Bellamy (2009) de Claude Chabrol

BellamyLui :
Comme nous le savons maintenant, Bellamy restera hélas toujours le dernier film de Claude Chabrol. Un commissaire de police en vacances se retrouve à enquêter dans une affaire assez confuse de disparition. L’histoire est inspirée d’un fait divers aussi authentique qu’invraisemblable. Bellamy marque la rencontre deux figures du cinéma français, Gérard Depardieu et Claude Chabrol, rencontre qui, il faut bien l’avouer, déçoit quelque peu.

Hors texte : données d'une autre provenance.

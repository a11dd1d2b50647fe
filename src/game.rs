//! Per-tick entry point
//!
//! Polls input, steps the simulation, renders and presents the frame.

use serde::{Deserialize, Serialize};

use crate::consts::SIM_DT;
use crate::platform::{Canvas, FixedStep, KeyboardSource};
use crate::render::render_frame;
use crate::settings::{Settings, SettingsError};
use crate::sim::{GameEvent, GamePhase, GameState, TickInput, tick};

/// End-of-run report
#[derive(Debug, Clone, PartialEq, Serialize, Deserialize)]
pub struct RunSummary {
    pub seed: u64,
    pub phase: GamePhase,
    /// 1-based wave reached
    pub wave: usize,
    pub waves: usize,
    pub score: i64,
    pub lives: u32,
    pub hits: u32,
    pub pickups: u32,
    pub ticks: u64,
}

/// Game instance holding all state
#[derive(Debug)]
pub struct Game {
    state: GameState,
    step: FixedStep,
    hits: u32,
    pickups: u32,
}

impl Game {
    pub fn new(state: GameState) -> Self {
        Self {
            state,
            step: FixedStep::new(),
            hits: 0,
            pickups: 0,
        }
    }

    /// Build a game from settings (seed and wave table)
    pub fn from_settings(settings: &Settings) -> Result<Self, SettingsError> {
        let seed = settings.resolve_seed();
        let state = GameState::with_waves(seed, settings.wave_table())?;
        Ok(Self::new(state))
    }

    pub fn state(&self) -> &GameState {
        &self.state
    }

    /// Run one tick: read keys, simulate, draw, present
    pub fn tick<K, C>(&mut self, keys: &K, canvas: &mut C)
    where
        K: KeyboardSource + ?Sized,
        C: Canvas + ?Sized,
    {
        let input = TickInput::poll(keys);
        tick(&mut self.state, &input, SIM_DT);
        self.record_events();
        render_frame(&self.state, canvas);
    }

    /// Feed a variable frame delta; runs however many ticks it covers.
    /// Returns the number of ticks run.
    ///
    /// For windowed frontends driven by vsync rather than `timer_loop`; the
    /// headless binary ticks directly.
    pub fn advance_frame<K, C>(&mut self, frame_dt: f64, keys: &K, canvas: &mut C) -> u32
    where
        K: KeyboardSource + ?Sized,
        C: Canvas + ?Sized,
    {
        let steps = self.step.advance(frame_dt);
        for _ in 0..steps {
            self.tick(keys, canvas);
        }
        steps
    }

    fn record_events(&mut self) {
        for event in &self.state.events {
            match event {
                GameEvent::Restarted => {
                    self.hits = 0;
                    self.pickups = 0;
                }
                GameEvent::PlayerHit { .. } => self.hits += 1,
                GameEvent::CollectablePicked { .. } => self.pickups += 1,
                _ => {}
            }
        }
    }

    /// Whether the current run has finished
    pub fn is_over(&self) -> bool {
        matches!(self.state.phase, GamePhase::Won | GamePhase::Lost)
    }

    pub fn summary(&self) -> RunSummary {
        RunSummary {
            seed: self.state.seed,
            phase: self.state.phase,
            wave: self.state.wave_index + 1,
            waves: self.state.waves.len(),
            score: self.state.score,
            lives: self.state.lives,
            hits: self.hits,
            pickups: self.pickups,
            ticks: self.state.time_ticks,
        }
    }
}

#[cfg(test)]
mod tests {
    use super::*;
    use crate::autopilot::Autopilot;
    use crate::consts::*;
    use crate::platform::{DrawList, Key, PressedKeys};

    fn start_keys() -> PressedKeys {
        [Key::Return].into_iter().collect()
    }

    #[test]
    fn test_tick_renders_and_presents() {
        let mut game = Game::new(GameState::new(1));
        let mut canvas = DrawList::new();

        game.tick(&PressedKeys::new(), &mut canvas);
        assert_eq!(canvas.frames(), 1);
        assert!(canvas.contains_text("Press [RETURN] To Play"));

        game.tick(&start_keys(), &mut canvas);
        assert_eq!(game.state().phase, GamePhase::Playing);
        assert!(canvas.contains_text("Wave: 1/4"));
        assert_eq!(canvas.frames(), 2);
    }

    #[test]
    fn test_advance_frame_runs_whole_ticks() {
        let mut game = Game::new(GameState::new(2));
        let mut canvas = DrawList::new();
        let keys = start_keys();
        assert_eq!(game.advance_frame(SIM_DT * 3.5, &keys, &mut canvas), 3);
        assert_eq!(canvas.frames(), 3);
        assert_eq!(game.state().time_ticks, 3);
    }

    #[test]
    fn test_summary_counts_hits() {
        let mut game = Game::new(GameState::new(3));
        let mut canvas = DrawList::new();
        game.tick(&start_keys(), &mut canvas);

        let p = game.state.player.body.pos;
        game.state.lives = 2;
        game.state.meteors.push(crate::sim::Meteor {
            body: crate::sim::Body::square(p.x, p.y, 64.0),
            fall_speed: 5,
            scale: 1.0,
        });
        game.tick(&PressedKeys::new(), &mut canvas);

        let summary = game.summary();
        assert_eq!(summary.hits, 1);
        assert_eq!(summary.lives, 1);
        assert_eq!(summary.score, -HIT_PENALTY);
        assert_eq!(summary.wave, 1);
        assert!(canvas.clears().contains(&crate::platform::Color::Red));
    }

    #[test]
    fn test_killing_hit_frame_is_red() {
        let mut game = Game::new(GameState::new(6));
        let mut canvas = DrawList::new();
        game.tick(&start_keys(), &mut canvas);

        let p = game.state.player.body.pos;
        game.state.meteors.push(crate::sim::Meteor {
            body: crate::sim::Body::square(p.x, p.y, 64.0),
            fall_speed: 5,
            scale: 1.0,
        });
        game.tick(&PressedKeys::new(), &mut canvas);
        assert_eq!(game.state().phase, GamePhase::Lost);
        assert!(canvas.clears().contains(&crate::platform::Color::Red));
        assert!(!canvas.contains_text("YOU DIED"));

        game.tick(&PressedKeys::new(), &mut canvas);
        assert!(!canvas.clears().contains(&crate::platform::Color::Red));
        assert!(canvas.contains_text("YOU DIED"));
    }

    #[test]
    fn test_autopilot_run_ends_or_times_out() {
        let mut game = Game::new(GameState::new(4));
        let mut bot = Autopilot::new();
        let mut canvas = DrawList::new();
        for _ in 0..10_000 {
            let keys = bot.update(game.state()).clone();
            game.tick(&keys, &mut canvas);
            if game.is_over() {
                break;
            }
        }
        let summary = game.summary();
        assert!(summary.ticks > 0);
        assert!(game.is_over());
        match summary.phase {
            GamePhase::Won => assert!(summary.score >= 400 - HIT_PENALTY * summary.hits as i64),
            GamePhase::Lost => assert_eq!(summary.lives, 0),
            other => panic!("unexpected phase {other:?}"),
        }
    }

    #[test]
    fn test_summary_serializes() {
        let game = Game::new(GameState::new(5));
        let json = serde_json::to_string(&game.summary()).unwrap();
        assert!(json.contains("\"phase\":\"Idle\""));
    }
}
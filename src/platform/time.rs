//! Fixed-rate scheduling
//!
//! `timer_loop` drives a tick callback at a fixed rate in real time.
//! `FixedStep` is for frontends that get variable frame deltas and need to
//! know how many simulation ticks to run for each frame.

use std::ops::ControlFlow;
use std::thread;
use std::time::{Duration, Instant};

use crate::consts::{MAX_SUBSTEPS, SIM_DT};

/// Longest frame delta accepted before clamping (seconds)
const MAX_FRAME_DT: f64 = 0.25;

/// Call `tick_fn` `rate` times per second until it breaks.
///
/// Late ticks are not made up: after an overrun the next tick starts right
/// away and the schedule restarts from there.
pub fn timer_loop<F>(rate: u32, mut tick_fn: F)
where
    F: FnMut() -> ControlFlow<()>,
{
    let period = Duration::from_secs_f64(1.0 / rate.max(1) as f64);
    let mut next = Instant::now();
    loop {
        if tick_fn().is_break() {
            break;
        }
        next += period;
        let now = Instant::now();
        if next > now {
            thread::sleep(next - now);
        } else {
            log::trace!("tick overran by {:?}", now - next);
            next = now;
        }
    }
}

/// Accumulates real frame time into whole simulation ticks.
///
/// Used by frontends that render at their own frame rate (see
/// `Game::advance_frame`); the headless binary does not need it.
#[derive(Debug, Clone, Default)]
pub struct FixedStep {
    accumulator: f64,
}

impl FixedStep {
    pub fn new() -> Self {
        Self::default()
    }

    /// Add a frame's elapsed seconds and return how many ticks to run.
    ///
    /// Capped at `MAX_SUBSTEPS`; time beyond the cap is dropped so a stalled
    /// frame cannot trigger a long catch-up burst.
    pub fn advance(&mut self, frame_dt: f64) -> u32 {
        self.accumulator += frame_dt.clamp(0.0, MAX_FRAME_DT);
        let mut steps = 0;
        while self.accumulator >= SIM_DT && steps < MAX_SUBSTEPS {
            self.accumulator -= SIM_DT;
            steps += 1;
        }
        if steps == MAX_SUBSTEPS {
            self.accumulator = self.accumulator.min(SIM_DT);
        }
        steps
    }
}
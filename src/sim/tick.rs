//! Fixed timestep simulation tick
//!
//! Core game loop that advances simulation deterministically.

use super::collision::{resolve_collectable_pickups, resolve_meteor_hits};
use super::player::update_player;
use super::spawner::update_spawners;
use super::state::{GameEvent, GamePhase, GameState};
use crate::consts::*;

/// Input intents for a single tick (deterministic)
#[derive(Debug, Clone, Copy, Default, PartialEq, Eq)]
pub struct TickInput {
    /// Walk left (left arrow / a)
    pub left: bool,
    /// Walk right (right arrow / d)
    pub right: bool,
    /// Jump (up arrow / w / space)
    pub jump: bool,
    /// Start a new run when not playing (return)
    pub restart: bool,
}

/// Advance the game state by one fixed timestep
pub fn tick(state: &mut GameState, input: &TickInput, dt: f64) {
    state.events.clear();
    state.hit_flash = false;

    if input.restart && !state.is_running() {
        state.reset();
    }

    // Idle, Won and Lost wait for the restart key
    if !state.is_running() {
        return;
    }

    state.time_ticks += 1;

    update_player(state, input, dt);
    if resolve_meteor_hits(state) {
        // Out of lives: nothing else moves this tick
        return;
    }
    resolve_collectable_pickups(state);

    cycle_waves(state, dt);
}

/// Advance the wave clock and run whichever part of the wave cycle it falls in.
///
/// `(0, duration]` plays the wave, `(duration, duration + 3]` is the pause
/// before the next one, and past that the next wave starts. The final wave
/// skips the pause and wins on the first tick past its duration.
pub fn cycle_waves(state: &mut GameState, dt: f64) {
    state.wave_clock.advance(dt);
    let duration = state.current_wave().duration;
    let clock = state.wave_clock.seconds();

    if clock <= duration {
        state.phase = GamePhase::Playing;
        update_spawners(state, dt);
        advance_pools(state);
    } else if clock <= duration + INTER_WAVE_PAUSE {
        if state.is_last_wave() {
            state.score += WAVE_BONUS;
            state.phase = GamePhase::Won;
            state.clear_pools();
            state.events.push(GameEvent::Won);
            log::info!("Player survived all waves with score {}", state.score);
            return;
        }
        if state.phase == GamePhase::Playing {
            state.phase = GamePhase::InterWavePause;
            state.events.push(GameEvent::WaveCleared {
                wave: state.wave_index,
            });
            log::info!(
                "Wave {} of {} complete, score {}",
                state.wave_index + 1,
                state.waves.len(),
                state.score
            );
        }
        state.clear_pools();
    } else {
        state.wave_clock.reset();
        state.score += WAVE_BONUS;
        state.clear_pools();
        state.player.respawn();
        state.wave_index += 1;
        state.phase = GamePhase::Playing;
        state.events.push(GameEvent::WaveStarted {
            wave: state.wave_index,
        });
        log::info!("Wave {} starting", state.wave_index + 1);
    }
}

/// Let meteors and collectables fall, dropping anything well below the screen
pub fn advance_pools(state: &mut GameState) {
    let floor = SCREEN_HEIGHT + DESPAWN_MARGIN;

    for meteor in &mut state.meteors {
        meteor.body.move_speed();
    }
    state.meteors.retain(|m| m.body.pos.y < floor);

    for collectable in &mut state.collectables {
        collectable.body.move_speed();
    }
    state.collectables.retain(|c| c.body.pos.y < floor);
}
// Copyright (C) 2025 Showdown Developers
// SPDX-License-Identifier: Apache-2.0

//! Poker hand evaluator.
//!
//! The 5-card evaluator multiplies the prime weights of its cards into
//! the perfect-hash product, walks the suit automaton to detect a flush,
//! and picks the matching branch of the hash to class map. The 6 and 7
//! card evaluators maximize the 5-card evaluator over fixed subset index
//! tables, [Evaluator::eval_n] does the same over every 5-card subset of
//! an arbitrary hand.
//!
//! The evaluation path is defensive: malformed input and table misses
//! degrade to the null class, nothing here returns an error. Duplicate
//! cards within one hand are a caller precondition violation with an
//! undefined, but non-panicking, result.
use showdown_cards::Card;
use std::sync::Arc;

use crate::class::EqClass;
use crate::tables::{FLUSH_MIXED, LookupTables};

/// The 5-card subsets of a 6-card hand.
const SUBSETS_6: [[usize; 5]; 6] = [
    [0, 1, 2, 3, 4],
    [0, 1, 2, 3, 5],
    [0, 1, 2, 4, 5],
    [0, 1, 3, 4, 5],
    [0, 2, 3, 4, 5],
    [1, 2, 3, 4, 5],
];

/// The 5-card subsets of a 7-card hand.
const SUBSETS_7: [[usize; 5]; 21] = [
    [0, 1, 2, 3, 4],
    [0, 1, 2, 3, 5],
    [0, 1, 2, 4, 5],
    [0, 1, 3, 4, 5],
    [0, 2, 3, 4, 5],
    [1, 2, 3, 4, 5],
    [0, 1, 2, 3, 6],
    [0, 1, 2, 4, 6],
    [0, 1, 2, 5, 6],
    [0, 1, 3, 4, 6],
    [0, 1, 3, 5, 6],
    [0, 1, 4, 5, 6],
    [0, 2, 3, 4, 6],
    [0, 2, 3, 5, 6],
    [0, 2, 4, 5, 6],
    [0, 3, 4, 5, 6],
    [1, 2, 3, 4, 6],
    [1, 2, 3, 5, 6],
    [1, 2, 4, 5, 6],
    [1, 3, 4, 5, 6],
    [2, 3, 4, 5, 6],
];

/// A Poker hand evaluator bound to a lookup table set.
///
/// Evaluators are cheap to clone and safe to share: they hold an [Arc]
/// to immutable tables and every method is a pure read.
#[derive(Clone)]
pub struct Evaluator {
    tables: Arc<LookupTables>,
}

impl Evaluator {
    /// Creates an evaluator over the given tables.
    pub fn new(tables: Arc<LookupTables>) -> Evaluator {
        Evaluator { tables }
    }

    /// The tables this evaluator runs on.
    pub fn tables(&self) -> &LookupTables {
        &self.tables
    }

    /// Evaluates a hand of any size.
    ///
    /// Hands of fewer than 5 cards map to the null class, 5 cards go
    /// through [Evaluator::eval5], 6 and 7 cards through the unrolled
    /// maximizers, anything larger through [Evaluator::eval_n].
    pub fn eval(&self, cards: &[Card]) -> &EqClass {
        match cards.len() {
            0..=4 => self.tables.null_class(),
            5 => self.eval5(cards[0], cards[1], cards[2], cards[3], cards[4]),
            6 => self.eval6(cards),
            7 => self.eval7(cards),
            _ => self.eval_n(cards),
        }
    }

    /// Evaluates a 5-card hand.
    ///
    /// The cards must be distinct, the result for a hand with duplicates
    /// is undefined.
    pub fn eval5(&self, c1: Card, c2: Card, c3: Card, c4: Card, c5: Card) -> &EqClass {
        self.class5(c1, c2, c3, c4, c5)
            .unwrap_or_else(|| self.tables.null_class())
    }

    /// Evaluates a 6-card hand over its C(6,5) subsets.
    ///
    /// Agrees with [Evaluator::eval_n] on every input.
    pub fn eval6(&self, cards: &[Card]) -> &EqClass {
        debug_assert_eq!(cards.len(), 6);
        SUBSETS_6
            .iter()
            .map(|ix| self.eval5(cards[ix[0]], cards[ix[1]], cards[ix[2]], cards[ix[3]], cards[ix[4]]))
            .max()
            .unwrap_or_else(|| self.tables.null_class())
    }

    /// Evaluates a 7-card hand over its C(7,5) subsets.
    ///
    /// Agrees with [Evaluator::eval_n] on every input.
    pub fn eval7(&self, cards: &[Card]) -> &EqClass {
        debug_assert_eq!(cards.len(), 7);
        SUBSETS_7
            .iter()
            .map(|ix| self.eval5(cards[ix[0]], cards[ix[1]], cards[ix[2]], cards[ix[3]], cards[ix[4]]))
            .max()
            .unwrap_or_else(|| self.tables.null_class())
    }

    /// Evaluates every 5-card subset and returns the strongest class.
    ///
    /// Which subset achieves the maximum is not observable. Hands of
    /// fewer than 5 cards map to the null class.
    pub fn eval_n(&self, cards: &[Card]) -> &EqClass {
        let n = cards.len();
        let mut best = self.tables.null_class();

        for i1 in 0..n {
            for i2 in (i1 + 1)..n {
                for i3 in (i2 + 1)..n {
                    for i4 in (i3 + 1)..n {
                        for i5 in (i4 + 1)..n {
                            let q = self.eval5(cards[i1], cards[i2], cards[i3], cards[i4], cards[i5]);
                            if q > best {
                                best = q;
                            }
                        }
                    }
                }
            }
        }

        best
    }

    /// The class for 5 cards, `None` on a table miss.
    ///
    /// The miss is collapsed to the null class at the public boundary.
    fn class5(&self, c1: Card, c2: Card, c3: Card, c4: Card, c5: Card) -> Option<&EqClass> {
        let t = &self.tables;
        let cards = [c1, c2, c3, c4, c5];

        let mut index = 1u32;
        let mut state = 0usize;
        for card in cards {
            index *= t.primes[card.code() as usize];
            state = t.flush[state][card.code() as usize] as usize;
        }

        let entry = t.entry(index)?;
        let code = if state != FLUSH_MIXED as usize {
            entry.flush
        } else {
            entry.nonflush
        };

        (code != 0).then(|| t.class(code))
    }
}

impl Default for Evaluator {
    fn default() -> Self {
        Self::new(LookupTables::shared())
    }
}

Devenu un véritable colosse, l’acteur adopte ici un jeu assez terne, certes parfaitement contenu pour une fois par son réalisateur, mais devenu étrangement atone. Les tentatives d’introduire un peu de sensualité entre lui et sa femme plus jeune d’une vingtaine d’années ajoute un peu d’improbabilité qui tend à déteindre sur tout le film. Bellamy n’est en tous cas pas idéal pour découvrir, ou mieux connaître, Claude Chabrol.
Note : 2 étoiles

Acteurs: Gérard Depardieu, Clovis Cornillac, Jacques Gamblin, Marie Bunel, Vahina Giocante
Voir la fiche du film et la filmographie de Claude Chabrol sur le site IMDB.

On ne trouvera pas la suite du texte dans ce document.